Por un lado, el paciente
ha perdido la confianza en el médico. Por el otro, el profesional se siente
menoscabado en su función de mediador exclusivo del paciente.
El enfermo desconfía del médico por considerarlo parte de un sistema que sólo busca beneficios económicos a costa de su necesidad de salud.
El médico se encuentra
tironeado entre las crecientes exigencias de los pacientes –juicios de mala praxis- y las de las
administradoras de salud, lo cual lo lleva al desgaste psicofísico
(“burn-out”).
El enfermo se queja de
que el profesional es incapaz de interpretar cabalmente las sensaciones
–síntomas– provocadas por la enfermedad,
porque no se toma el tiempo de escucharlo. Mientras los medios lo bombardean de
información –muchas veces no verificada– que éste usa como una forma de
presionar al médico.
Por otro lado, el médico
no puede aplicar taxativamente lo que aprendió en la Facultad, pues le insume
un tiempo excesivo confeccionar una historia clínica completa. Entonces debe
seleccionar lo que considera importante y dejar de lado los detalles, en los
que muchas veces se encuentra la clave del diagnóstico. Para completar su
limitada actuación solicita estudios que brindan información innecesaria o
superpuesta e interconsultas con numerosos especialistas.
Además, el médico
tampoco puede ejercer la función ética de docencia y cumplir con el deber de
advertirle al paciente sobre los riesgos del consumo de lo que es superfluo o
perjudicial, en desmedro de lo que sí es necesario.

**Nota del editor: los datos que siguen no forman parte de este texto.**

//! In-memory storage implementation for document stores.
//!
//! This module provides a simple in-memory backend that keeps documents as BSON
//! in insertion-ordered maps guarded by async-safe read-write locks.

use std::{collections::HashMap, sync::Arc};
use async_trait::async_trait;
use bson::{Bson, Document, doc, oid::ObjectId};
use indexmap::IndexMap;
use mea::rwlock::RwLock;
use tracing::trace;

use doclink_core::{
    backend::{CollectionBackend, FindOptions, StoreBackend, StoreBackendBuilder},
    error::{DocumentStoreError, DocumentStoreResult},
};

use crate::evaluator::{DocumentEvaluator, project, sort_documents};

/// Documents of one collection keyed by their `_id`, in insertion order.
type CollectionMap = IndexMap<String, Document>;
type StoreMap = HashMap<String, CollectionMap>;

fn key_of(id: &Bson) -> String {
    id.to_string()
}


/// Thread-safe in-memory document storage backend.
///
/// This struct implements the [`StoreBackend`] trait to provide a fully functional
/// document store that operates entirely in memory using async-aware read-write locks.
///
/// # Thread Safety
///
/// `InMemoryStore` is cloneable and uses an `Arc`-wrapped internal state, allowing
/// it to be safely shared across async tasks. Multiple clones of the same instance
/// share the same underlying data.
///
/// # Performance
///
/// Queries scan all documents in a collection (no indexing). For small to medium
/// datasets (< 100k documents), this is typically acceptable. For larger datasets,
/// consider using a persistent backend like MongoDB.
///
/// # Example
///
/// ```ignore
/// use doclink_memory::InMemoryStore;
/// use doclink::backend::{FindOptions, StoreBackend};
/// use bson::doc;
///
/// let store = InMemoryStore::new();
/// let users = store.collection("users");
///
/// let id = users.insert(doc! { "name": "Alice", "age": 30 }).await?;
/// let found = users.find(doc! { "_id": id }, FindOptions::default()).await?;
/// assert_eq!(found.len(), 1);
/// ```
#[derive(Default, Clone, Debug)]
pub struct InMemoryStore {
    /// The main storage map: collection_name -> (document_id -> document)
    store: Arc<RwLock<StoreMap>>,
}

impl InMemoryStore {
    /// Creates a new empty in-memory document store.
    pub fn new() -> Self {
        Self {
            store: Arc::new(RwLock::new(StoreMap::new())),
        }
    }

    /// Creates a builder for constructing an `InMemoryStore`.
    ///
    /// ```ignore
    /// let store = InMemoryStore::builder().build().await?;
    /// ```
    pub fn builder() -> InMemoryStoreBuilder {
        InMemoryStoreBuilder::default()
    }

    async fn count_matching(&self, collection: &str, filter: &Document) -> DocumentStoreResult<u64> {
        let store = self.store.read().await;

        let count = match store.get(collection) {
            Some(documents) => DocumentEvaluator::filter_documents(documents.values(), filter)?.len(),
            None => 0,
        };

        Ok(count as u64)
    }
}

/// Handle to one collection of an [`InMemoryStore`].
#[derive(Clone, Debug)]
pub struct InMemoryCollection {
    name: String,
    store: Arc<RwLock<StoreMap>>,
}

#[async_trait]
impl CollectionBackend for InMemoryCollection {
    fn name(&self) -> &str {
        &self.name
    }

    async fn find(&self, filter: Document, options: FindOptions) -> DocumentStoreResult<Vec<Document>> {
        let store = self.store.read().await;
        let collection_map = match store.get(&self.name) {
            Some(col) => col,
            None => return Ok(vec![]),
        };

        let mut documents = DocumentEvaluator::filter_documents(collection_map.values(), &filter)?;
        drop(store);

        if let Some(sort) = &options.sort {
            sort_documents(&mut documents, sort);
        }

        Ok(
            documents
                .into_iter()
                .skip(options.skip.unwrap_or(0) as usize)
                .take(options.limit.map_or(usize::MAX, |limit| limit as usize))
                .map(|document| match &options.projection {
                    Some(projection) => project(document, projection),
                    None => document,
                })
                .collect()
        )
    }

    async fn find_one(
        &self,
        filter: Document,
        options: FindOptions,
    ) -> DocumentStoreResult<Option<Document>> {
        let options = FindOptions {
            limit: Some(1),
            ..options
        };

        Ok(
            self.find(filter, options)
                .await?
                .into_iter()
                .next()
        )
    }

    async fn count(
        &self,
        filter: Document,
        limit: Option<u64>,
        skip: Option<u64>,
    ) -> DocumentStoreResult<u64> {
        let store = self.store.read().await;

        let matched = match store.get(&self.name) {
            Some(documents) => DocumentEvaluator::filter_documents(documents.values(), &filter)?.len() as u64,
            None => 0,
        };

        Ok(
            matched
                .saturating_sub(skip.unwrap_or(0))
                .min(limit.unwrap_or(u64::MAX))
        )
    }

    async fn insert(&self, mut document: Document) -> DocumentStoreResult<ObjectId> {
        let id = match document.get("_id") {
            Some(Bson::ObjectId(id)) => *id,
            Some(other) => return Err(DocumentStoreError::InvalidIdentifier(other.to_string())),
            None => {
                let id = ObjectId::new();
                document.insert("_id", id);
                id
            }
        };

        let mut store = self.store.write().await;
        let collection_map = store
            .entry(self.name.clone())
            .or_default();

        let key = key_of(&Bson::ObjectId(id));

        if collection_map.contains_key(&key) {
            return Err(DocumentStoreError::DocumentAlreadyExists(key, self.name.clone()));
        }

        trace!(collection = %self.name, %id, "stored document");
        collection_map.insert(key, document);

        Ok(id)
    }

    async fn update(&self, filter: Document, mut document: Document) -> DocumentStoreResult<bool> {
        let mut store = self.store.write().await;
        let collection_map = match store.get_mut(&self.name) {
            Some(col) => col,
            None => return Ok(false),
        };

        let mut target = None;
        for (key, stored) in collection_map.iter() {
            if DocumentEvaluator::new(stored).evaluate(&filter)? {
                target = Some(key.clone());
                break;
            }
        }

        let Some(key) = target else {
            return Ok(false);
        };

        if let Some(stored) = collection_map.get_mut(&key) {
            // A replacement never changes the identifier of the record it replaces.
            if let Some(id) = stored.get("_id").cloned() {
                document.insert("_id", id);
            }
            *stored = document;
        }

        Ok(true)
    }

    async fn remove(&self, filter: Document, just_one: bool) -> DocumentStoreResult<bool> {
        let mut store = self.store.write().await;
        let collection_map = match store.get_mut(&self.name) {
            Some(col) => col,
            None => return Ok(true),
        };

        let mut doomed = Vec::new();
        for (key, stored) in collection_map.iter() {
            if DocumentEvaluator::new(stored).evaluate(&filter)? {
                doomed.push(key.clone());

                if just_one {
                    break;
                }
            }
        }

        for key in doomed {
            collection_map.shift_remove(&key);
        }

        Ok(true)
    }

    async fn drop(&self) -> DocumentStoreResult<()> {
        self.store
            .write()
            .await
            .remove(&self.name);

        Ok(())
    }
}


#[async_trait]
impl StoreBackend for InMemoryStore {
    fn collection(&self, name: &str) -> Arc<dyn CollectionBackend> {
        Arc::new(InMemoryCollection {
            name: name.to_string(),
            store: self.store.clone(),
        })
    }

    /// Supports the `ping`, `count`, `drop` and `listCollections` commands.
    async fn run_command(&self, command: Document) -> DocumentStoreResult<Document> {
        let Some((name, argument)) = command.iter().next() else {
            return Err(DocumentStoreError::InvalidDocument("empty command".into()));
        };

        match name.as_str() {
            "ping" => Ok(doc! { "ok": 1.0 }),
            "count" => {
                let collection = argument.as_str().unwrap_or_default();
                let filter = command
                    .get_document("query")
                    .cloned()
                    .unwrap_or_default();

                let n = self.count_matching(collection, &filter).await? as i64;

                Ok(doc! { "n": n, "ok": 1.0 })
            }
            "drop" => {
                let collection = argument.as_str().unwrap_or_default();

                match self.store.write().await.remove(collection) {
                    Some(_) => Ok(doc! { "ns": collection, "ok": 1.0 }),
                    None => Err(DocumentStoreError::Backend(format!("ns not found: {collection}"))),
                }
            }
            "listCollections" => {
                let batch = self
                    .list_collections()
                    .await?
                    .into_iter()
                    .map(|name| Bson::Document(doc! { "name": name, "type": "collection" }))
                    .collect::<Vec<_>>();

                Ok(doc! { "cursor": { "firstBatch": batch }, "ok": 1.0 })
            }
            other => Err(DocumentStoreError::Backend(format!("unsupported command: {other}"))),
        }
    }

    async fn list_collections(&self) -> DocumentStoreResult<Vec<String>> {
        let mut names = self.store
            .read()
            .await
            .keys()
            .cloned()
            .collect::<Vec<_>>();

        names.sort();

        Ok(names)
    }
}


/// Builder for constructing [`InMemoryStore`] instances.
#[derive(Default)]
pub struct InMemoryStoreBuilder;

#[async_trait]
impl StoreBackendBuilder for InMemoryStoreBuilder {
    type Backend = InMemoryStore;

    /// Builds and returns a new [`InMemoryStore`] instance.
    ///
    /// This always succeeds and returns a freshly initialized store.
    async fn build(self) -> DocumentStoreResult<Self::Backend> {
        Ok(InMemoryStore::new())
    }
}

#[cfg(test)]
mod tests {
    use super::*;

    async fn seeded() -> Arc<dyn CollectionBackend> {
        let store = InMemoryStore::new();
        let users = store.collection("users");

        for (name, age) in [("Carol", 41), ("Alice", 30), ("Bob", 25), ("Dave", 17)] {
            users.insert(doc! { "name": name, "age": age }).await.unwrap();
        }

        users
    }

    #[tokio::test]
    async fn find_sorts_skips_and_limits() {
        let users = seeded().await;
        let options = FindOptions {
            sort: Some(doc! { "age": -1 }),
            projection: Some(doc! { "_id": 0 }),
            limit: Some(2),
            skip: Some(1),
        };

        let found = users
            .find(doc! { "age": { "$gte": 18 } }, options)
            .await
            .unwrap();

        assert_eq!(found, vec![doc! { "name": "Alice", "age": 30 }, doc! { "name": "Bob", "age": 25 }]);
    }

    #[tokio::test]
    async fn find_keeps_insertion_order() {
        let users = seeded().await;
        let names = users
            .find(Document::new(), FindOptions::default())
            .await
            .unwrap()
            .into_iter()
            .map(|document| document.get_str("name").unwrap().to_string())
            .collect::<Vec<_>>();

        assert_eq!(names, ["Carol", "Alice", "Bob", "Dave"]);
    }

    #[tokio::test]
    async fn count_honors_bounds() {
        let users = seeded().await;

        assert_eq!(users.count(Document::new(), None, None).await.unwrap(), 4);
        assert_eq!(users.count(Document::new(), Some(3), Some(2)).await.unwrap(), 2);
        assert_eq!(users.count(doc! { "name": "Nobody" }, None, None).await.unwrap(), 0);
    }

    #[tokio::test]
    async fn update_reports_matches_and_keeps_id() {
        let users = seeded().await;
        let bob = users
            .find_one(doc! { "name": "Bob" }, FindOptions::default())
            .await
            .unwrap()
            .unwrap();
        let id = bob.get_object_id("_id").unwrap();

        assert!(users.update(doc! { "_id": id }, doc! { "name": "Robert" }).await.unwrap());
        assert!(!users.update(doc! { "_id": ObjectId::new() }, doc! {}).await.unwrap());

        let robert = users
            .find_one(doc! { "name": "Robert" }, FindOptions::default())
            .await
            .unwrap()
            .unwrap();
        assert_eq!(robert.get_object_id("_id").unwrap(), id);
    }

    #[tokio::test]
    async fn duplicate_identifiers_are_rejected() {
        let users = InMemoryStore::new().collection("users");
        let id = ObjectId::new();

        users.insert(doc! { "_id": id }).await.unwrap();

        assert!(matches!(
            users.insert(doc! { "_id": id }).await,
            Err(DocumentStoreError::DocumentAlreadyExists(_, _))
        ));
    }

    #[tokio::test]
    async fn remove_one_or_all() {
        let users = seeded().await;

        assert!(users.remove(doc! { "age": { "$gt": 20 } }, true).await.unwrap());
        assert_eq!(users.count(Document::new(), None, None).await.unwrap(), 3);

        assert!(users.remove(doc! { "age": { "$gt": 20 } }, false).await.unwrap());
        assert_eq!(users.count(Document::new(), None, None).await.unwrap(), 1);
    }

    #[tokio::test]
    async fn commands() {
        let store = InMemoryStore::new();
        store.collection("users").insert(doc! { "a": 1 }).await.unwrap();
        store.collection("books").insert(doc! { "a": 2 }).await.unwrap();

        assert_eq!(store.run_command(doc! { "ping": 1 }).await.unwrap().get_f64("ok").unwrap(), 1.0);
        assert_eq!(
            store
                .run_command(doc! { "count": "users", "query": { "a": 1 } })
                .await
                .unwrap()
                .get_i64("n")
                .unwrap(),
            1
        );
        assert_eq!(store.list_collections().await.unwrap(), ["books", "users"]);

        store.run_command(doc! { "drop": "books" }).await.unwrap();
        assert_eq!(store.list_collections().await.unwrap(), ["users"]);
        assert!(store.run_command(doc! { "shutdown": 1 }).await.is_err());
    }
}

La solución no se encuentra, por ahora,
al alcance de la mano y depende de un cambio que no se vislumbra en un futuro
cercano.
El binomio “cuasi-diádico”
original, padece a su vez una enfermedad que para su curación necesitaría
contar con un mediador confiable, que los supiera interpretar y emprender –para
ambos– la búsqueda del tiempo perdido.
Federico Alapont Gilabert
- Médico Cardiólogo y Legista U.B.A.